Zunächst einmal ist es für SoTL wichtig, sich drei mögliche Qualitäten von Wissen ins Bewusstsein zu rufen, die alle (und nur zusammen) für eine gute und verantwortliche Lehre wichtig sind: nämlich theoretisches Wissen im Sinne von wissenschaftlicher Erkenntnis (theoretical knowledge; episteme), Herstellungswissen im Sinne einer Kunstfertigkeit (productive knowledge; techne) und praktische Klugheit oder Weisheit (practical knowledge/wisdom; phronesis). Während es bei der wissenschaftlichen Erkenntnis um die Frage geht, was wahr ist, geht es beim Herstellungswissen um die Frage, was am besten funktioniert und wirkt; bei der praktischen Klugheit dagegen, so Kreber, drehe sich alles um die Frage, welches Tun in einer besonderen Situation erstrebenswert oder wünschenswert ist – oder anders formuliert: Hier geht es um ein situativ angemessenes Urteil auch unter Bedingungen der Unsicherheit und in der Folge um so etwas wie Urteilskraft.

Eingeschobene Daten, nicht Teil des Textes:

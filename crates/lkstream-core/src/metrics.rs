//! Engine instrumentation through the `metrics` crate facade.
//!
//! Exposition (Prometheus or otherwise) is wired up by the embedding
//! process; without an installed recorder these calls are no-ops.
//!
//! Naming convention: `lkstream_core_{name}_{unit}`.

use std::time::{Duration, Instant};

/// Storage engine metrics
pub struct EngineMetrics;

impl EngineMetrics {
    pub fn add_records_appended(count: u64) {
        metrics::counter!("lkstream_core_records_appended_total").increment(count);
    }

    pub fn add_bytes_appended(bytes: u64) {
        metrics::counter!("lkstream_core_bytes_appended_total").increment(bytes);
    }

    pub fn add_records_read(count: u64) {
        metrics::counter!("lkstream_core_records_read_total").increment(count);
    }

    pub fn increment_hot_tail_hits() {
        metrics::counter!("lkstream_core_hot_tail_hits_total").increment(1);
    }

    pub fn increment_rotations() {
        metrics::counter!("lkstream_core_segment_rotations_total").increment(1);
    }

    pub fn increment_flushes() {
        metrics::counter!("lkstream_core_flushes_total").increment(1);
    }

    pub fn add_bytes_flushed(bytes: u64) {
        metrics::counter!("lkstream_core_bytes_flushed_total").increment(bytes);
    }

    pub fn record_flush_duration(duration: Duration) {
        metrics::histogram!("lkstream_core_flush_duration_seconds").record(duration.as_secs_f64());
    }

    pub fn record_append_latency_us(us: u64) {
        metrics::histogram!("lkstream_core_append_latency_us").record(us as f64);
    }

    pub fn set_inflight_bytes(bytes: u64) {
        metrics::gauge!("lkstream_core_inflight_bytes").set(bytes as f64);
    }
}

/// Simple latency timer
pub struct Timer {
    start: Instant,
}

impl Timer {
    #[allow(clippy::new_without_default)]
    pub fn new() -> Self {
        Self {
            start: Instant::now(),
        }
    }

    pub fn elapsed_us(&self) -> u64 {
        self.start.elapsed().as_micros() as u64
    }

    pub fn elapsed(&self) -> Duration {
        self.start.elapsed()
    }
}

#[cfg(test)]
mod tests {
    use super::*;

    #[test]
    fn test_engine_metrics_compile() {
        // Verify all metric methods compile and don't panic without a
        // recorder installed
        EngineMetrics::add_records_appended(100);
        EngineMetrics::add_bytes_appended(4096);
        EngineMetrics::add_records_read(50);
        EngineMetrics::increment_hot_tail_hits();
        EngineMetrics::increment_rotations();
        EngineMetrics::increment_flushes();
        EngineMetrics::add_bytes_flushed(4096);
        EngineMetrics::record_flush_duration(Duration::from_millis(2));
        EngineMetrics::record_append_latency_us(150);
        EngineMetrics::set_inflight_bytes(1024);
    }

    #[test]
    fn test_timer() {
        let timer = Timer::new();
        std::thread::sleep(Duration::from_millis(1));
        assert!(timer.elapsed_us() >= 1000);
        assert!(timer.elapsed() >= Duration::from_millis(1));
    }
}
//! The broker: owns every topic, routes produce calls to partitions, gates
//! writes with backpressure, validates commits, and drives shutdown.

use crate::flush::{FlushScheduler, FlushStatsSnapshot};
use crate::hash::partition_for_key;
use crate::offset_store::OffsetStore;
use crate::partition::{PartitionInfo, Subscription};
use crate::topic::Topic;
use crate::{Config, Error, FsyncMode, Record, Result};
use bytes::Bytes;
use std::collections::HashMap;
use std::io;
use std::sync::atomic::{AtomicBool, Ordering};
use std::sync::Arc;
use tokio::sync::RwLock;
use tracing::{info, warn};

/// Record cap per fetch call; the byte budget is the caller's.
const FETCH_MAX_MSGS: usize = 1000;

/// A single-node event log broker. One value owns all mutable state;
/// construct with [`Broker::open`], which recovers everything on disk
/// before serving.
pub struct Broker {
    config: Config,
    topics: RwLock<HashMap<String, Arc<Topic>>>,
    scheduler: Arc<FlushScheduler>,
    flush_task: parking_lot::Mutex<Option<tokio::task::JoinHandle<()>>>,
    offsets: OffsetStore,
    closed: AtomicBool,
}

impl Broker {
    /// Open a broker rooted at `config.persist_dir`, recovering all topics,
    /// partitions and committed offsets found there.
    pub async fn open(config: Config) -> Result<Self> {
        config.validate()?;
        std::fs::create_dir_all(config.persist_dir.join("topics"))?;

        let offsets = OffsetStore::open(&config.persist_dir)?;
        let scheduler = FlushScheduler::new(&config);
        let flush_task = if config.fsync_mode == FsyncMode::Group {
            Some(scheduler.spawn())
        } else {
            None
        };

        let broker = Self {
            config,
            topics: RwLock::new(HashMap::new()),
            scheduler,
            flush_task: parking_lot::Mutex::new(flush_task),
            offsets,
            closed: AtomicBool::new(false),
        };

        let recovered = broker.recover_topics().await?;
        info!(
            persist_dir = %broker.config.persist_dir.display(),
            topics = recovered,
            "Broker open"
        );
        Ok(broker)
    }

    /// Rediscover topics from the directory layout: each directory under
    /// `topics/` is a topic whose partition count is its set of `part{N}`
    /// subdirectories, which must be contiguous from 0.
    async fn recover_topics(&self) -> Result<usize> {
        let topics_dir = self.config.persist_dir.join("topics");
        let mut recovered = 0;

        for entry in std::fs::read_dir(&topics_dir)? {
            let path = entry?.path();
            if !path.is_dir() {
                continue;
            }
            let Some(name) = path.file_name().and_then(|n| n.to_str()).map(String::from) else {
                continue;
            };

            let mut pids = Vec::new();
            for part_entry in std::fs::read_dir(&path)? {
                let part_path = part_entry?.path();
                if !part_path.is_dir() {
                    continue;
                }
                if let Some(part_name) = part_path.file_name().and_then(|n| n.to_str()) {
                    if let Some(pid) = part_name.strip_prefix("part") {
                        if let Ok(pid) = pid.parse::<u32>() {
                            pids.push(pid);
                        }
                    }
                }
            }
            if pids.is_empty() {
                warn!(topic = %name, "Skipping topic directory without partitions");
                continue;
            }

            pids.sort_unstable();
            let count = pids.len() as u32;
            if pids != (0..count).collect::<Vec<u32>>() {
                return Err(Error::RecoveryCorruption(format!(
                    "topic '{}' has non-contiguous partitions {:?}",
                    name, pids
                )));
            }

            let topic = Topic::open(&self.config, self.scheduler.clone(), name.clone(), count)
                .await?;
            self.topics.write().await.insert(name, Arc::new(topic));
            recovered += 1;
        }

        Ok(recovered)
    }

    fn ensure_open(&self) -> Result<()> {
        if self.closed.load(Ordering::Acquire) {
            return Err(Error::ClosedBroker);
        }
        Ok(())
    }

    async fn topic(&self, name: &str) -> Result<Arc<Topic>> {
        self.topics
            .read()
            .await
            .get(name)
            .cloned()
            .ok_or_else(|| Error::TopicNotFound(name.to_string()))
    }

    fn validate_name(kind: &str, name: &str) -> Result<()> {
        if name.is_empty() {
            return Err(Error::InvalidConfig(format!("{} name is empty", kind)));
        }
        if name.contains('/') || name.contains('\\') || name.starts_with('.') {
            return Err(Error::InvalidConfig(format!(
                "{} name '{}' is not a valid directory component",
                kind, name
            )));
        }
        // "__" is the field separator in offset file names.
        if name.contains("__") {
            return Err(Error::InvalidConfig(format!(
                "{} name '{}' must not contain \"__\"",
                kind, name
            )));
        }
        Ok(())
    }

    /// Create a topic with a fixed partition count. Idempotent when called
    /// again with the same count; conflicting counts fail.
    pub async fn create_topic(&self, name: &str, partition_count: u32) -> Result<Arc<Topic>> {
        self.ensure_open()?;
        Self::validate_name("topic", name)?;
        if partition_count == 0 {
            return Err(Error::InvalidConfig(
                "partition_count must be at least 1".to_string(),
            ));
        }

        let mut topics = self.topics.write().await;
        if let Some(existing) = topics.get(name) {
            if existing.partition_count() == partition_count {
                return Ok(existing.clone());
            }
            return Err(Error::TopicExists {
                name: name.to_string(),
                existing: existing.partition_count(),
                requested: partition_count,
            });
        }

        let topic = Arc::new(
            Topic::open(
                &self.config,
                self.scheduler.clone(),
                name.to_string(),
                partition_count,
            )
            .await?,
        );
        topics.insert(name.to_string(), topic.clone());
        Ok(topic)
    }

    /// Append `values` to one partition of `topic`: the key's stable-hash
    /// partition when a non-empty key is given, the next round-robin
    /// partition otherwise. All values land consecutively on that
    /// partition; the call fails whole or returns every offset.
    pub async fn produce(
        &self,
        topic: &str,
        key: Option<Bytes>,
        values: Vec<Bytes>,
    ) -> Result<(u32, Vec<u64>)> {
        self.ensure_open()?;
        if self.scheduler.is_degraded() {
            return Err(Error::Io(io::Error::other(
                "broker degraded after repeated flush failures; writes disabled",
            )));
        }

        let topic_ref = self.topic(topic).await?;

        if self.config.fsync_mode == FsyncMode::Group {
            let batch_bytes: u64 = values.iter().map(|v| 4 + v.len() as u64).sum();
            let inflight = self.scheduler.inflight_bytes();
            if inflight + batch_bytes > self.config.inflight_max_bytes {
                return Err(Error::Backpressure {
                    inflight,
                    cap: self.config.inflight_max_bytes,
                });
            }
        }

        let pid = match key.as_ref() {
            Some(k) if !k.is_empty() => partition_for_key(k, topic_ref.partition_count()),
            _ => topic_ref.next_round_robin(),
        };

        let records: Vec<Record> = values
            .into_iter()
            .map(|value| match key.as_ref() {
                Some(k) if !k.is_empty() => Record::with_key(k.clone(), value),
                _ => Record::new(value),
            })
            .collect();

        let offsets = topic_ref.partition(pid)?.append_many(records).await?;
        Ok((pid, offsets))
    }

    /// Read records from a partition starting at `offset`, bounded by
    /// `max_bytes` of frame data.
    pub async fn fetch(
        &self,
        topic: &str,
        partition: u32,
        offset: u64,
        max_bytes: u64,
    ) -> Result<Vec<Record>> {
        self.ensure_open()?;
        let topic_ref = self.topic(topic).await?;
        topic_ref
            .partition(partition)?
            .read_from(offset, FETCH_MAX_MSGS, max_bytes)
            .await
    }

    /// Register a push subscription from `from_offset`.
    pub async fn subscribe(
        &self,
        topic: &str,
        partition: u32,
        from_offset: u64,
    ) -> Result<Subscription> {
        self.ensure_open()?;
        let topic_ref = self.topic(topic).await?;
        let partition_ref = topic_ref.partition(partition)?;

        let earliest = partition_ref.earliest_offset().await;
        if from_offset < earliest {
            return Err(Error::OffsetOutOfRange {
                offset: from_offset,
                earliest,
                next: partition_ref.next_offset(),
            });
        }
        partition_ref.subscribe(from_offset)
    }

    /// Durably record the next offset `group` will read from the partition.
    /// Offsets beyond `next_offset` are rejected.
    pub async fn commit_offset(
        &self,
        group: &str,
        topic: &str,
        partition: u32,
        offset: u64,
    ) -> Result<()> {
        self.ensure_open()?;
        Self::validate_name("group", group)?;

        let topic_ref = self.topic(topic).await?;
        let partition_ref = topic_ref.partition(partition)?;
        let next = partition_ref.next_offset();
        if offset > next {
            return Err(Error::OffsetOutOfRange {
                offset,
                earliest: partition_ref.earliest_offset().await,
                next,
            });
        }

        self.offsets.commit(group, topic, partition, offset).await
    }

    pub async fn committed_offset(
        &self,
        group: &str,
        topic: &str,
        partition: u32,
    ) -> Result<Option<u64>> {
        self.ensure_open()?;
        self.offsets.read_committed(group, topic, partition).await
    }

    pub async fn list_topics(&self) -> Vec<String> {
        let mut names: Vec<String> = self.topics.read().await.keys().cloned().collect();
        names.sort_unstable();
        names
    }

    pub async fn list_groups(&self) -> Result<Vec<String>> {
        self.offsets.groups().await
    }

    pub async fn describe_partition(&self, topic: &str, partition: u32) -> Result<PartitionInfo> {
        self.ensure_open()?;
        let topic_ref = self.topic(topic).await?;
        Ok(topic_ref.partition(partition)?.describe().await)
    }

    /// Drop a topic and delete its directory. Committed offsets referring
    /// to it are left behind; they are meaningless without the topic.
    pub async fn delete_topic(&self, name: &str) -> Result<()> {
        self.ensure_open()?;
        let topic = {
            let mut topics = self.topics.write().await;
            topics
                .remove(name)
                .ok_or_else(|| Error::TopicNotFound(name.to_string()))?
        };

        for partition in topic.partitions() {
            partition.begin_drain();
            partition.close();
        }
        std::fs::remove_dir_all(self.config.persist_dir.join("topics").join(name))?;

        info!(topic = %name, "Topic deleted");
        Ok(())
    }

    /// Current group-commit counters (flushes, synced bytes, inflight).
    pub fn flush_stats(&self) -> FlushStatsSnapshot {
        self.scheduler.stats()
    }

    /// Drain every partition, force a final flush, then close. Idempotent;
    /// all subsequent operations fail with `ClosedBroker`.
    pub async fn shutdown(&self) -> Result<()> {
        if self.closed.swap(true, Ordering::AcqRel) {
            return Ok(());
        }
        info!("Broker shutting down");

        let topics: Vec<Arc<Topic>> = self.topics.read().await.values().cloned().collect();
        for topic in &topics {
            for partition in topic.partitions() {
                partition.begin_drain();
            }
        }

        self.scheduler.flush_now().await;
        self.scheduler.shutdown();
        let task = self.flush_task.lock().take();
        if let Some(task) = task {
            let _ = task.await;
        }

        for topic in &topics {
            for partition in topic.partitions() {
                partition.close();
            }
        }

        info!("Broker shut down");
        Ok(())
    }
}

Die Relevanz des theoretischen Wissens (episteme) für SoTL lässt sich laut Kreber in zweifacher Weise deuten: als Wissenschaft im Sinne von zu prüfenden Hypothesen und als Philosophie im Sinne neuer Deutungen komplexer Phänomene und Vorstellungen. Herstellungswissen ist in SoTL aus Krebers Sicht nicht immer ganz leicht vom theoretischen Wissen zu trennen, denn: SoTL zeichnet sich gerade dadurch aus, dass die Lehrpraxis mit der Forschungspraxis zum Lehren verknüpft wird: „When we enquire into teaching from the virtue of techne – asking ‘is what we do effective’ – our actions not only resemble science in the underlying technical or instrumental rationality of the question but may actually lead to scientific knowledge (episteme)“ (p. 573). Eine besondere Bedeutung hat die praktische Klugheit für das Lehren, denn weder theoretisches Wissen noch Herstellungswissen sei für SoTL ausreichend. Kreber verweist unter anderem auf Schöns Konzept vom „reflective practioner“, fordert aber, dieses stärker mit dem Aspekt der (wissenschaftlichen) Kritik anzureichern.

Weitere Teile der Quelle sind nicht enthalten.